## Activity
Please output the data exactly, without omitting anything.

## Dataset
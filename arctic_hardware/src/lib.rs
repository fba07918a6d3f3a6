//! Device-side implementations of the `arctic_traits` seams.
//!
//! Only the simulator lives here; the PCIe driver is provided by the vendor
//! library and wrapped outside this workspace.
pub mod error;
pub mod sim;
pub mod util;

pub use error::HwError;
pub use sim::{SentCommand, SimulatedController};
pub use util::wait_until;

## Exercise result
filename arctic_hardware/src/lib.rs
repository fba07918a6d3f3a6
//! Device-side implementations of the `arctic_traits` seams.
//!
//! Only the simulator lives here; the PCIe driver is provided by the vendor
//! library and wrapped outside this workspace.
pub mod error;
pub mod sim;
pub mod util;

pub use error::HwError;
pub use sim::{SentCommand, SimulatedController};
pub use util::wait_until;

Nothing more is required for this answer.